SER PROFESSOR
Publicado n’O Templário de 8 de Dezembro de 2016
Já
fui professor em quase todos os graus do ensino. Agora reformado, conto quase trinta
e sete anos no Básico, no então chamado Unificado e no Politécnico. E também em
formações várias nas áreas mais diversas. Algumas das experiências que guardo,
que não esqueço, deixaram-me amargos de boca... e ensinamentos. Assim as tenha
sabido aproveitar. As boas recordações – tantas – são hoje difusas, porque os
casos felizes não têm história.
De
vez em quando, inesperadamente e nos locais menos prováveis, encontro a cara
reconhecida de um nome já esquecido ou ainda na ponta da língua. Agora, no
Facebook, a presença virtual dessas caras materializa recordações, sentimentos,
e a memória, de novo desperta, ultrapassa a falta física e preenche as lacunas
do tempo. Porque os alunos não foram todos iguais, por muito isentos que
sejamos na nossa avaliação. E foram tantos.
Uns,
operários, muitos no comércio ou nos serviços, alguns – poucos – agora meus
colegas, outros na rua, sem ocupação certa, engrossando o cancro nacional que
se chama desemprego jovem.
Se
fui feliz na minha profissão?
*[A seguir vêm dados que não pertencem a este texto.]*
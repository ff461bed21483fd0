mod common;

use common::Harness;
use std::collections::HashSet;
use std::sync::Arc;
use teesheet_core::CoreError;

#[tokio::test(flavor = "multi_thread", worker_threads = 4)]
async fn test_concurrent_full_flights_admit_exactly_one() {
    const CALLERS: usize = 16;
    let h = Arc::new(Harness::new().await);

    let mut handles = Vec::with_capacity(CALLERS);
    for _ in 0..CALLERS {
        let h = h.clone();
        handles.push(tokio::spawn(async move {
            h.coordinator.create_flight(h.tenant, h.request("10:00", 4), None).await
        }));
    }

    let mut booked = 0;
    let mut conflicts = 0;
    for handle in handles {
        match handle.await.unwrap() {
            Ok(_) => booked += 1,
            Err(e) if e.is_conflict() => conflicts += 1,
            Err(e) => panic!("unexpected error: {:?}", e),
        }
    }

    assert_eq!(booked, 1);
    assert_eq!(conflicts, CALLERS - 1);
    let flights = h.store.all_flights().await;
    assert_eq!(flights.len(), 1);
    assert_eq!(flights[0].player_count(), 4);
}

#[tokio::test(flavor = "multi_thread", worker_threads = 4)]
async fn test_concurrent_small_flights_never_overfill() {
    let h = Arc::new(Harness::new().await);

    let handles: Vec<_> = (0..12)
        .map(|_| {
            let h = h.clone();
            tokio::spawn(async move {
                h.coordinator.create_flight(h.tenant, h.request("11:00", 1), None).await
            })
        })
        .collect();

    for handle in handles {
        if let Err(e) = handle.await.unwrap() {
            assert!(matches!(e, CoreError::SlotLocked | CoreError::CapacityExceeded { .. }), "{:?}", e);
        }
    }

    let seated: usize = h.store.all_flights().await.iter().map(|f| f.players.len()).sum();
    assert!(seated >= 1 && seated <= 4, "seated {}", seated);
}

#[tokio::test(flavor = "multi_thread", worker_threads = 4)]
async fn test_booking_numbers_unique_across_slots() {
    let h = Arc::new(Harness::new().await);
    let times = ["06:00", "06:10", "06:20", "06:30", "06:40", "06:50", "07:00", "07:10"];

    let handles: Vec<_> = times
        .iter()
        .map(|time| {
            let h = h.clone();
            let time = time.to_string();
            tokio::spawn(async move {
                h.coordinator.create_flight(h.tenant, h.request(&time, 2), None).await
            })
        })
        .collect();

    let mut numbers = HashSet::new();
    for handle in handles {
        let flight = handle.await.unwrap().unwrap();
        numbers.insert(flight.booking_number);
    }

    let expected: HashSet<String> = (1..=times.len()).map(|n| format!("TT-2026-{:05}", n)).collect();
    assert_eq!(numbers, expected);
}

#[tokio::test]
async fn test_numbering_starts_at_one_per_year() {
    let h = Harness::new().await;
    let first = h.coordinator.create_flight(h.tenant, h.request("06:00", 1), None).await.unwrap();
    let second = h.coordinator.create_flight(h.tenant, h.request("13:50", 1), None).await.unwrap();
    assert_eq!(first.booking_number, "TT-2026-00001");
    assert_eq!(second.booking_number, "TT-2026-00002");

    let mut next_year = h.request("06:00", 1);
    next_year.tee_date = chrono::NaiveDate::from_ymd_opt(2027, 1, 5).unwrap();
    let third = h.coordinator.create_flight(h.tenant, next_year, None).await.unwrap();
    assert_eq!(third.booking_number, "TT-2027-00001");

    // Another tenant keeps its own counter.
    let other = Harness::new().await;
    let theirs = other.coordinator.create_flight(other.tenant, other.request("06:00", 1), None).await.unwrap();
    assert_eq!(theirs.booking_number, "TT-2026-00001");
}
Com todos os obstáculos, o cansaço mesmo, os
momentos de desânimo são casos menores. A desilusão é mais com os altos poderes
que partem e repartem matérias, turmas, obrigações burocráticas, com o mais
inacreditável desconhecimento da matéria-prima que pensam modelar. Os que
destroem sonhos. Os que esqueceram os seus próprios sonhos. Os que corrompem a
própria essência do acto de ensinar, transformando-o num mero exercício de
estatística.
Porque
ser professor é olhar de frente, sem disfarce, esses outros olhos que
interrogam ou, simplesmente, esperam. Desde a primeira aula. É bem mais fácil
quando interrogam, pois fazerem-no implica, desde logo, tornarem-se membros
desse mistério que se chama aprender. Aprender a pensar.
Mas
para os que apenas esperam, quantas barreiras há no caminho dos olhos antes que
um clarão os ilumine. De parte a parte. E quantas vezes, sem que o calor do
entendimento se acenda.
Por
isso, ser professor é uma lenta iniciação no caminho do outro. Num caminho que
só pode fazer-se caminhando. A par, porque também o orientador é orientado. E
como são sábias as palavras: orientar, ou seja, a caminho do oriente, do
nascente. Que é como quem diz, das origens. Numa relação que é feita de
partilha, de cumplicidade e, tantas vezes, de amizade. Onde tudo começa, rumo
ao futuro. Para que haja um futuro.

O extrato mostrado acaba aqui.